§ What needs to be done
Word for word, transcribe all the entries shown below.

§ Data shown
"""
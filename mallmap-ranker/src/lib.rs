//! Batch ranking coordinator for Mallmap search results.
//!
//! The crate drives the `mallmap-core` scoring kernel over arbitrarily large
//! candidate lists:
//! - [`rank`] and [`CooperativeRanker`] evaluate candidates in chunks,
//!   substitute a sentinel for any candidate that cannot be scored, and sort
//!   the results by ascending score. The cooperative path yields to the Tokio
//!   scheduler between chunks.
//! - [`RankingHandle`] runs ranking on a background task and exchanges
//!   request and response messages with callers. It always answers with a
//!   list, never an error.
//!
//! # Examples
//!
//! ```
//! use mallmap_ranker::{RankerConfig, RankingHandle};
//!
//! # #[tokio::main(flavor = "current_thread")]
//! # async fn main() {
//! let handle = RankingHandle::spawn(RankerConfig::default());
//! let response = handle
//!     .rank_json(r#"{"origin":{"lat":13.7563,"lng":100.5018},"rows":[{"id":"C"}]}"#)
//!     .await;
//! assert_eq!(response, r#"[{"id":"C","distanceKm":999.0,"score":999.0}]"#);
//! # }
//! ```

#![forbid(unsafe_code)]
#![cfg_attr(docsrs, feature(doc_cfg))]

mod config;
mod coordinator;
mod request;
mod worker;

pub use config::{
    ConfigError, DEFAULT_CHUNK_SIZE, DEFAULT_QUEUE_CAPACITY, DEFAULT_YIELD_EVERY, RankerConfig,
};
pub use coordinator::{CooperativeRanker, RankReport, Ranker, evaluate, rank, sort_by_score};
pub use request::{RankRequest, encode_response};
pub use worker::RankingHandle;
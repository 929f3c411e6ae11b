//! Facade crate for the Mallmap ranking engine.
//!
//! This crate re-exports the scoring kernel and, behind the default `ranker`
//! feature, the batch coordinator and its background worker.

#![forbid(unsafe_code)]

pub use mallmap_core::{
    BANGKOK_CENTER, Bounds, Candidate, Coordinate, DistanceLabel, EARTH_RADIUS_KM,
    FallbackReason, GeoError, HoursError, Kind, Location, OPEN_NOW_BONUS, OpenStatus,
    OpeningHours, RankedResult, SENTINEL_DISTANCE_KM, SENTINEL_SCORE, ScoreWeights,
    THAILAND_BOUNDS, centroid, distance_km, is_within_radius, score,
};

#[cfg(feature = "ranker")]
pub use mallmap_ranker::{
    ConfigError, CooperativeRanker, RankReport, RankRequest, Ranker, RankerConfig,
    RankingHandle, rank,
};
"""
§ Result for this task
filename mallmap-ranker/src/lib.rs
//! Batch ranking coordinator for Mallmap search results.
//!
//! The crate drives the `mallmap-core` scoring kernel over arbitrarily large
//! candidate lists:
//! - [`rank`] and [`CooperativeRanker`] evaluate candidates in chunks,
//!   substitute a sentinel for any candidate that cannot be scored, and sort
//!   the results by ascending score. The cooperative path yields to the Tokio
//!   scheduler between chunks.
//! - [`RankingHandle`] runs ranking on a background task and exchanges
//!   request and response messages with callers. It always answers with a
//!   list, never an error.
//!
//! # Examples
//!
//! ```
//! use mallmap_ranker::{RankerConfig, RankingHandle};
//!
//! # #[tokio::main(flavor = "current_thread")]
//! # async fn main() {
//! let handle = RankingHandle::spawn(RankerConfig::default());
//! let response = handle
//!     .rank_json(r#"{"origin":{"lat":13.7563,"lng":100.5018},"rows":[{"id":"C"}]}"#)
//!     .await;
//! assert_eq!(response, r#"[{"id":"C","distanceKm":999.0,"score":999.0}]"#);
//! # }
//! ```

#![forbid(unsafe_code)]
#![cfg_attr(docsrs, feature(doc_cfg))]

mod config;
mod coordinator;
mod request;
mod worker;

pub use config::{
    ConfigError, DEFAULT_CHUNK_SIZE, DEFAULT_QUEUE_CAPACITY, DEFAULT_YIELD_EVERY, RankerConfig,
};
pub use coordinator::{CooperativeRanker, RankReport, Ranker, evaluate, rank, sort_by_score};
pub use request::{RankRequest, encode_response};
pub use worker::RankingHandle;
repository 929f3c411e6ae11b
//! Facade crate for the Mallmap ranking engine.
//!
//! This crate re-exports the scoring kernel and, behind the default `ranker`
//! feature, the batch coordinator and its background worker.

#![forbid(unsafe_code)]

pub use mallmap_core::{
    BANGKOK_CENTER, Bounds, Candidate, Coordinate, DistanceLabel, EARTH_RADIUS_KM,
    FallbackReason, GeoError, HoursError, Kind, Location, OPEN_NOW_BONUS, OpenStatus,
    OpeningHours, RankedResult, SENTINEL_DISTANCE_KM, SENTINEL_SCORE, ScoreWeights,
    THAILAND_BOUNDS, centroid, distance_km, is_within_radius, score,
};

#[cfg(feature = "ranker")]
pub use mallmap_ranker::{
    ConfigError, CooperativeRanker, RankReport, RankRequest, Ranker, RankerConfig,
    RankingHandle, rank,
};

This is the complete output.